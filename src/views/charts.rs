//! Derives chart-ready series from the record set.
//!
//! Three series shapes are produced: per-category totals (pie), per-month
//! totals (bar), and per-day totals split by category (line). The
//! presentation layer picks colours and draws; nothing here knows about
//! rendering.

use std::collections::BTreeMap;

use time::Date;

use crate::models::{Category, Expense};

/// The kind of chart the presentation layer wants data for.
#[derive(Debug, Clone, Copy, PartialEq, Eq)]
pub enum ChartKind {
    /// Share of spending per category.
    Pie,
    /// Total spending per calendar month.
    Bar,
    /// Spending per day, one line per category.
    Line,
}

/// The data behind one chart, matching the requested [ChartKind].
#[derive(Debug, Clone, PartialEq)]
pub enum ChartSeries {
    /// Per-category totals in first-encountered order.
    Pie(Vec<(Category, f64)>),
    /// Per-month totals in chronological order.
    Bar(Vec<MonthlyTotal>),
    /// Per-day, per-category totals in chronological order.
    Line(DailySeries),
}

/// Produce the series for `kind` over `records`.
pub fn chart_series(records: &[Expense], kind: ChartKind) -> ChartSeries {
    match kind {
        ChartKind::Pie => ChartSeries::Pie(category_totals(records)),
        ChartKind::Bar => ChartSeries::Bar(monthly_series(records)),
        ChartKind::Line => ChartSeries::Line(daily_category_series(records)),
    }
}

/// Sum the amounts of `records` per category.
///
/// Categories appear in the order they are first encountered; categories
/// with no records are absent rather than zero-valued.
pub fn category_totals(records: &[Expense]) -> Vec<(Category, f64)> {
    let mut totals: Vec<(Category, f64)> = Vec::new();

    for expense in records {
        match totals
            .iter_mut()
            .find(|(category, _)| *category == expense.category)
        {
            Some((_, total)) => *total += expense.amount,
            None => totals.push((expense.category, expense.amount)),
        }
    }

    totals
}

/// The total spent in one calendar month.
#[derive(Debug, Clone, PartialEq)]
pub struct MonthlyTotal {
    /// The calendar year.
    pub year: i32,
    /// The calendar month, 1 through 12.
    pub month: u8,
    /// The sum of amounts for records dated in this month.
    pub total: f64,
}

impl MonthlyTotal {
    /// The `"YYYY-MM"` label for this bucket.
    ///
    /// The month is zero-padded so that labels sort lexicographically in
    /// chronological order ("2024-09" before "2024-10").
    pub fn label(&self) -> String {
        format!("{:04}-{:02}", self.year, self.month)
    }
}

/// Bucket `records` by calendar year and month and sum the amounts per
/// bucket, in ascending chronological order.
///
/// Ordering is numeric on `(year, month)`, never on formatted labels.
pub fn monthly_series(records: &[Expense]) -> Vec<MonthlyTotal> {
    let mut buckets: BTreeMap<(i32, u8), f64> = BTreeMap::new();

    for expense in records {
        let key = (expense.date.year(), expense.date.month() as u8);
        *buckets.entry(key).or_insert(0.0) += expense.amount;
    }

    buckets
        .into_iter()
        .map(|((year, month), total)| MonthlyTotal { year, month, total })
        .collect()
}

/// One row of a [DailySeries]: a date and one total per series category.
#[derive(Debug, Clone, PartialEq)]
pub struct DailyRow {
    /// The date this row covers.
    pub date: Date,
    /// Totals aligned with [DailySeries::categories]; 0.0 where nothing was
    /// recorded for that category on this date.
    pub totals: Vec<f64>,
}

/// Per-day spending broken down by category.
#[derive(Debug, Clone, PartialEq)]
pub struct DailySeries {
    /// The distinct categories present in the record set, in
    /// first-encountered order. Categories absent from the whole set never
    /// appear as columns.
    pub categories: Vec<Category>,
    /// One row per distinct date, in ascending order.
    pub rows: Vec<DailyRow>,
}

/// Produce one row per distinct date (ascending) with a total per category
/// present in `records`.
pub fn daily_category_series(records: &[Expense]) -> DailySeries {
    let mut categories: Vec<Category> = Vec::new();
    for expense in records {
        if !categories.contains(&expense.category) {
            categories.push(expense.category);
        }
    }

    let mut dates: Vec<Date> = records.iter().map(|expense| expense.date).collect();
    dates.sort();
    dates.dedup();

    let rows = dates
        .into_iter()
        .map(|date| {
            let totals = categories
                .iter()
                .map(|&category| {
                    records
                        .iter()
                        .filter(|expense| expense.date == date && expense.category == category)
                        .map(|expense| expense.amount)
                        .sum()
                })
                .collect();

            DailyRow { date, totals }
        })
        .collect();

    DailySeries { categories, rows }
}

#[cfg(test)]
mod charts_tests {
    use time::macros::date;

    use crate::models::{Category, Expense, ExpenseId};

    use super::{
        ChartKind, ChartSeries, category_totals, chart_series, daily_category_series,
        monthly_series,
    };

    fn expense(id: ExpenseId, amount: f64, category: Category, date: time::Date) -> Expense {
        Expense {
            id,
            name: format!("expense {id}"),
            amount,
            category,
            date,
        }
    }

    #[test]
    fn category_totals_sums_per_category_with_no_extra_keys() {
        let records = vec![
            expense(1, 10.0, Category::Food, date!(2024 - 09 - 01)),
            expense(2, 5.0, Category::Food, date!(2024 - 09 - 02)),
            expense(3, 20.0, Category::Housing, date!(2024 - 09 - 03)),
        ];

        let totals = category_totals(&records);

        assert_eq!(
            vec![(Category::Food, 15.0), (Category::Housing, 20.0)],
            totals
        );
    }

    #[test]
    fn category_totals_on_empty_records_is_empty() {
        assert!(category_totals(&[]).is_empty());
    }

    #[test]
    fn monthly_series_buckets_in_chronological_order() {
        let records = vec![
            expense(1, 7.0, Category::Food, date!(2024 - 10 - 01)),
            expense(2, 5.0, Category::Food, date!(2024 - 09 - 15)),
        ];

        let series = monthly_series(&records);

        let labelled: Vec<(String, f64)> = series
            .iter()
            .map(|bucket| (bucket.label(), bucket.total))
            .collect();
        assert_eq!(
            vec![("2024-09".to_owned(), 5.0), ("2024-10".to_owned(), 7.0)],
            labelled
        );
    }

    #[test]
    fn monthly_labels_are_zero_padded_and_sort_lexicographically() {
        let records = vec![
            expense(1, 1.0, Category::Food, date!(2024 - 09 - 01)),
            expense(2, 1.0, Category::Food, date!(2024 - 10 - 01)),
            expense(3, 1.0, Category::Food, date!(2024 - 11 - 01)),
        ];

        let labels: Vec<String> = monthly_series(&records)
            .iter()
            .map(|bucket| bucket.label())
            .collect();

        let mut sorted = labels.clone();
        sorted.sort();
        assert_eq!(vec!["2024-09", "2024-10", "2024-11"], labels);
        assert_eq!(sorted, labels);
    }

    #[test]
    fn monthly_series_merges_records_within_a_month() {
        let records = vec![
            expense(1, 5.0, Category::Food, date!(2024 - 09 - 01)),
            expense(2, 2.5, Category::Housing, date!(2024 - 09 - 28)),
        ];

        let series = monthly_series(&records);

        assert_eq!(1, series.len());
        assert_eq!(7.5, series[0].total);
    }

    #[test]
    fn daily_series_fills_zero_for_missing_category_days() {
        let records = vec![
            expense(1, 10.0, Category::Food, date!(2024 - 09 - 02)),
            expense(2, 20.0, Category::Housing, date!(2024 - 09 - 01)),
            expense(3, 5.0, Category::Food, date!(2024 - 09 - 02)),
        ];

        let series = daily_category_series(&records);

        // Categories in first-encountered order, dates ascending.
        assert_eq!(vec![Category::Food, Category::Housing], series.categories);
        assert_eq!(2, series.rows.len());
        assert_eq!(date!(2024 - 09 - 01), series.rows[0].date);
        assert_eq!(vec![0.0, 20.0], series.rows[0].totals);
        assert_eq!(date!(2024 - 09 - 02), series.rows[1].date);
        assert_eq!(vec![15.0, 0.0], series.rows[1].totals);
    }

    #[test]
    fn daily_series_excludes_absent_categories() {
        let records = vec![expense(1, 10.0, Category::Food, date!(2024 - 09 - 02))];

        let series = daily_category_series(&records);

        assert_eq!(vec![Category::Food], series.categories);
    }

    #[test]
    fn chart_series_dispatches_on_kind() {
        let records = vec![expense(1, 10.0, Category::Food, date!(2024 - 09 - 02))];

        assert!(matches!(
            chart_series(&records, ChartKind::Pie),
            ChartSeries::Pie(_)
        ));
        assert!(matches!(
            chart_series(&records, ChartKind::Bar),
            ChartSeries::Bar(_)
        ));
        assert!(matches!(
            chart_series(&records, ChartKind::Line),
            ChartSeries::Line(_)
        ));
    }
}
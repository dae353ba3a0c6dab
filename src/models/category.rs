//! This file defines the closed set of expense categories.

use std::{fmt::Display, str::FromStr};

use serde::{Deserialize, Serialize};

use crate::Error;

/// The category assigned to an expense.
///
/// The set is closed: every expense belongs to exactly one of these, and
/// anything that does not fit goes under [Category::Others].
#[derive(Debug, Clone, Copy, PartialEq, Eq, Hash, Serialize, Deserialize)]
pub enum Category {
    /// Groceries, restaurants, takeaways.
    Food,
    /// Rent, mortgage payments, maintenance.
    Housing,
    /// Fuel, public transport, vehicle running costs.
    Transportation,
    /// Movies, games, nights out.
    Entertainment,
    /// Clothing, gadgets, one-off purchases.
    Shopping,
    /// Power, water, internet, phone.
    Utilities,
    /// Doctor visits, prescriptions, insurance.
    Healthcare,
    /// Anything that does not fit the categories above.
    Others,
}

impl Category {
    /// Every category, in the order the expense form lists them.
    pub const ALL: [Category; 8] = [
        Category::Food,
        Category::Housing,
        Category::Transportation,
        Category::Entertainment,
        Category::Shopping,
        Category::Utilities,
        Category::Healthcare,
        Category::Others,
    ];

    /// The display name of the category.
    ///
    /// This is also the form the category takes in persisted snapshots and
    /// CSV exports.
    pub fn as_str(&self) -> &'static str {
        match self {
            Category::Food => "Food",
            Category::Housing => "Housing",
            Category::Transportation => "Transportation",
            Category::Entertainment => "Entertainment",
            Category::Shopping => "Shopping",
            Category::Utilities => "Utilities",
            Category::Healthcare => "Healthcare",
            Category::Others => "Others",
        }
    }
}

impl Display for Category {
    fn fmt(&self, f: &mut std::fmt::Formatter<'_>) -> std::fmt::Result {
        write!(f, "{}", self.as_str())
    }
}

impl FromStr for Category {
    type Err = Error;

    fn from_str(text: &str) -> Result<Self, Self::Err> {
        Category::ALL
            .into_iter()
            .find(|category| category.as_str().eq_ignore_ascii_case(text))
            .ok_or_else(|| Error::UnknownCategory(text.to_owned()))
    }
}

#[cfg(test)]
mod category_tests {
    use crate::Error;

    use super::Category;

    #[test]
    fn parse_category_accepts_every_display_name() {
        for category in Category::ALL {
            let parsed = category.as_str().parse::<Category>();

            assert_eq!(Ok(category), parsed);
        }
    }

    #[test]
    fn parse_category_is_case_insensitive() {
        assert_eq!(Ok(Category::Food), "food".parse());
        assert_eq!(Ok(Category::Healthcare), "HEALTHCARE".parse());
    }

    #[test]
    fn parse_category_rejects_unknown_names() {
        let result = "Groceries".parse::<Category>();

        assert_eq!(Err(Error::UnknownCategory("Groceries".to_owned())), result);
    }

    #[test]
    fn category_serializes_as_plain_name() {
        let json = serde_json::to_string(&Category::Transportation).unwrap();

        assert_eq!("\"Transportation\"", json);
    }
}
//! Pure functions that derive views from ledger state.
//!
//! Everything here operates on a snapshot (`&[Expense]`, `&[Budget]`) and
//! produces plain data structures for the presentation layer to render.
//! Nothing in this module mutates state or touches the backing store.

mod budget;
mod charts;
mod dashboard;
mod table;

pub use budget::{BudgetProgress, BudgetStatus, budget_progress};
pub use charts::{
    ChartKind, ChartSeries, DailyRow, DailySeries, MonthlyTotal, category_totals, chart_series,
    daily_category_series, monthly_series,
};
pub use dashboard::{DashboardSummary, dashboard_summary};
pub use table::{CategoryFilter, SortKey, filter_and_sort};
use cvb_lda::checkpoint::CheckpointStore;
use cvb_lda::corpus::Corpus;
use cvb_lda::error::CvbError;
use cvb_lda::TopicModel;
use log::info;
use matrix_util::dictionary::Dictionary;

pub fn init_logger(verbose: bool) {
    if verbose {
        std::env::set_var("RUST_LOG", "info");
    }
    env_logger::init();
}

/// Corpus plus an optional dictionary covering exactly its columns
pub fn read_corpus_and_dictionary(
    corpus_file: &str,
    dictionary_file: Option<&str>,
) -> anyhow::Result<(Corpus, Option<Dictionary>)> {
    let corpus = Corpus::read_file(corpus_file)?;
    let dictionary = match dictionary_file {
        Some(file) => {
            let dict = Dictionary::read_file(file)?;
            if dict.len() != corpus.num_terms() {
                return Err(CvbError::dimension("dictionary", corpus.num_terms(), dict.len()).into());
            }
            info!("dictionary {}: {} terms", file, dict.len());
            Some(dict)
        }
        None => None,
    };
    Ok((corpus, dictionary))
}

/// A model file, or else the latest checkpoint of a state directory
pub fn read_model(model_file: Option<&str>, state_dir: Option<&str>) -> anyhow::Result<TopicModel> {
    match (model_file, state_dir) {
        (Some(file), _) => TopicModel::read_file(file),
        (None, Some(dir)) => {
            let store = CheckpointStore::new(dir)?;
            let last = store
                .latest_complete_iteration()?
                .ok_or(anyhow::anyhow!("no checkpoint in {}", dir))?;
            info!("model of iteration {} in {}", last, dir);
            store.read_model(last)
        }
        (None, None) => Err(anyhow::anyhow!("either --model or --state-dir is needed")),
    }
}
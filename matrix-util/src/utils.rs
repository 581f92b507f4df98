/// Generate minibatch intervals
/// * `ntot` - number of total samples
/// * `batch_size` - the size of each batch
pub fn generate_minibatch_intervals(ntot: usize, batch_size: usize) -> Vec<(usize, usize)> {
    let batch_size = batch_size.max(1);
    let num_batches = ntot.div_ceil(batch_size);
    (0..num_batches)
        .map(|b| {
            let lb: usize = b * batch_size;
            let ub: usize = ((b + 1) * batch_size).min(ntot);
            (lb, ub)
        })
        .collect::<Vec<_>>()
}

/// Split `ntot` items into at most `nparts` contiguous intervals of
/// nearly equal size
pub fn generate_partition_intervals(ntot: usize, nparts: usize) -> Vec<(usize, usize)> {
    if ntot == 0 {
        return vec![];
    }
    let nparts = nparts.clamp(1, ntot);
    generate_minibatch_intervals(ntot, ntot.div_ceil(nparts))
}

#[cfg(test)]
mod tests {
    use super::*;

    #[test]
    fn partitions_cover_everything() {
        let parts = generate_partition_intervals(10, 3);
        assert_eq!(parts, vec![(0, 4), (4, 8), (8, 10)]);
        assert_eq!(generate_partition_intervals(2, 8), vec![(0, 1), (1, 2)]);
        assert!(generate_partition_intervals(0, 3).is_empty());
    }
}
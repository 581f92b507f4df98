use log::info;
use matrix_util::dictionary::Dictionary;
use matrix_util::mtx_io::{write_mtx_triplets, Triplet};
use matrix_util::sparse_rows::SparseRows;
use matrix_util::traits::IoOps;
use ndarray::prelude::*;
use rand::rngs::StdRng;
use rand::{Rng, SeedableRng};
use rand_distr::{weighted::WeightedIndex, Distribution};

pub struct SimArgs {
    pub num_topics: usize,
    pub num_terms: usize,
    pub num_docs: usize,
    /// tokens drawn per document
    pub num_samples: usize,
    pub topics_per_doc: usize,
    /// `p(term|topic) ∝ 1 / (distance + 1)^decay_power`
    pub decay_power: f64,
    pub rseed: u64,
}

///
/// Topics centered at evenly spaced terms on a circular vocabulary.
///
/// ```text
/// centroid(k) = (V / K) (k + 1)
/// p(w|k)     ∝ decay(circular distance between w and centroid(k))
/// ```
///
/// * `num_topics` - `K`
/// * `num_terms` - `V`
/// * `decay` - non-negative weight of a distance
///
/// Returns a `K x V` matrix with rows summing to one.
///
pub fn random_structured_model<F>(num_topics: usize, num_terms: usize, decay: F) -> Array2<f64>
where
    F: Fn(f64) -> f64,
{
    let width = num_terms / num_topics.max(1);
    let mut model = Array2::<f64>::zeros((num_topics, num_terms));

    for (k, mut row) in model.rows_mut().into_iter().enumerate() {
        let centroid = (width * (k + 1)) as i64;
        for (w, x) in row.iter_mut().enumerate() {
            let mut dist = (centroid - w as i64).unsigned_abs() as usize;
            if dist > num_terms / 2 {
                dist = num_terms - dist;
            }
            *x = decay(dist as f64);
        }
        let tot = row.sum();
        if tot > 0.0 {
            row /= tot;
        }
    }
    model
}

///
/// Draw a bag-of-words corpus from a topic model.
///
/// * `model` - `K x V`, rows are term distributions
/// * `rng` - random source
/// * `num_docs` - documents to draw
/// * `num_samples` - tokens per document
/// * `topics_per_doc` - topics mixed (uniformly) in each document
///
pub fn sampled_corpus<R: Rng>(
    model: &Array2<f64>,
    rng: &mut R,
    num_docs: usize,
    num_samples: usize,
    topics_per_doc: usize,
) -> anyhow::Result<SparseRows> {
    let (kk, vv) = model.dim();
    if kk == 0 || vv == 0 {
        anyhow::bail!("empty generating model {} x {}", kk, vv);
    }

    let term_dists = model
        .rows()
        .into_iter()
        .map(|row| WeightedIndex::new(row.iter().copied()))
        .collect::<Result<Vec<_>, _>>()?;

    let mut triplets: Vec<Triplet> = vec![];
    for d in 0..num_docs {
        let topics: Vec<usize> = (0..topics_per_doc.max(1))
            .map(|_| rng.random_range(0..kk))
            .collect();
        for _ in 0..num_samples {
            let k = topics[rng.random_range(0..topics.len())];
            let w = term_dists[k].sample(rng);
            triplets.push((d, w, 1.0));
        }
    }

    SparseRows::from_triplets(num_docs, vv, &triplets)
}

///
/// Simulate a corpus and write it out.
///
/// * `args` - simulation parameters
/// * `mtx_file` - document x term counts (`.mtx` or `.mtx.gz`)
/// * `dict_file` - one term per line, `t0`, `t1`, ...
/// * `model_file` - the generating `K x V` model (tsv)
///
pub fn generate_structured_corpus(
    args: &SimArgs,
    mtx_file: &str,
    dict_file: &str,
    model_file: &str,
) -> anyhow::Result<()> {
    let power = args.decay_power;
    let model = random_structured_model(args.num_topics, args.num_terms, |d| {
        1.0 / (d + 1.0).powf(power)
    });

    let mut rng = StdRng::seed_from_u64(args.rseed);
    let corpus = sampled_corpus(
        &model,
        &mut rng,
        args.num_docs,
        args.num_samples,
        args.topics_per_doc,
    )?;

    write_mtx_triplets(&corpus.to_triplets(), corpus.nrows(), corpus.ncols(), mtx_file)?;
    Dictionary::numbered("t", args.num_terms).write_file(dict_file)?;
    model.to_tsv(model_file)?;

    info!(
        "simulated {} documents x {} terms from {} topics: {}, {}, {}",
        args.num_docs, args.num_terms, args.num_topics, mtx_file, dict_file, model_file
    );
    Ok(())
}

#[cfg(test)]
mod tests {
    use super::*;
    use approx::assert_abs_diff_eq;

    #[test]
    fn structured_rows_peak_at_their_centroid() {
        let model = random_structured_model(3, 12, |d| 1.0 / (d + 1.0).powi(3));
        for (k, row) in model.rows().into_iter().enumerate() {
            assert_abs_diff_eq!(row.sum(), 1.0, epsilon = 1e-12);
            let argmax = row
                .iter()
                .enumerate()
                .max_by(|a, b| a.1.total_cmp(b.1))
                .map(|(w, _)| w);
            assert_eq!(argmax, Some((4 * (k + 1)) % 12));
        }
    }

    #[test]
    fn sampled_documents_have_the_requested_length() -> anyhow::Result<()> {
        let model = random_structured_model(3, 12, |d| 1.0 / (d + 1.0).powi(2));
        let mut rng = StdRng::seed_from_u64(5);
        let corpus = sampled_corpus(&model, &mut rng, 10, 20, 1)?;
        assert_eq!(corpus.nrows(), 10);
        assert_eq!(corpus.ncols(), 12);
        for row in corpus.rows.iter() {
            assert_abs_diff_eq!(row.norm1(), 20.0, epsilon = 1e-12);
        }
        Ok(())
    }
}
┄┄┄┄┄┄┄┄┄┄
Task brief: Report the number of lines in the entries above that include the string "crate". Give nothing but the number.

Worked solution: 4